ABOUT THIS EXERCISE -> Your answer should consist of the lines below that hold the word "Alignment".

[[ INPUT RECORDS, beginning ]]

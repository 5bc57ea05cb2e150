use ratatui::{
    prelude::*,
    widgets::{Block, Borders, Paragraph, Wrap},
};

use crate::app::App;

pub fn render(frame: &mut Frame, area: Rect, app: &App) {
    let chunks = Layout::vertical([
        Constraint::Fill(1),
        Constraint::Length(11),
        Constraint::Fill(1),
    ])
    .split(area);

    let mut content = vec![
        Line::from(""),
        Line::from(Span::styled(
            "QUIZ RUNNER",
            Style::default().fg(Color::Cyan).bold(),
        )),
        Line::from(""),
        Line::from("Multiple choice · instant feedback".fg(Color::DarkGray)),
        Line::from(""),
    ];

    if app.is_loading() {
        content.push(Line::from(Span::styled(
            "Loading questions...",
            Style::default().fg(Color::Yellow),
        )));
    } else {
        content.push(Line::from(vec![
            Span::styled("ENTER", Style::default().fg(Color::Green).bold()),
            Span::styled(" built-in set  ·  ", Style::default().fg(Color::DarkGray)),
            Span::styled("L", Style::default().fg(Color::Green).bold()),
            Span::styled(" load questions", Style::default().fg(Color::DarkGray)),
        ]));
    }
    content.push(Line::from(""));
    content.push(Line::from("q quit".fg(Color::DarkGray)));

    let widget = Paragraph::new(content).alignment(Alignment::Center).block(
        Block::default()
            .borders(Borders::ALL)
            .border_style(Color::DarkGray),
    );
    frame.render_widget(widget, chunks[1]);

    if let Some(notice) = app.notice() {
        let widget = Paragraph::new(notice)
            .alignment(Alignment::Center)
            .wrap(Wrap { trim: true })
            .fg(Color::Yellow);
        frame.render_widget(widget, chunks[2]);
    }
}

[[ INPUT RECORDS, end ]]

COMPLETED TASK ->
    let widget = Paragraph::new(content).alignment(Alignment::Center).block(
            .alignment(Alignment::Center)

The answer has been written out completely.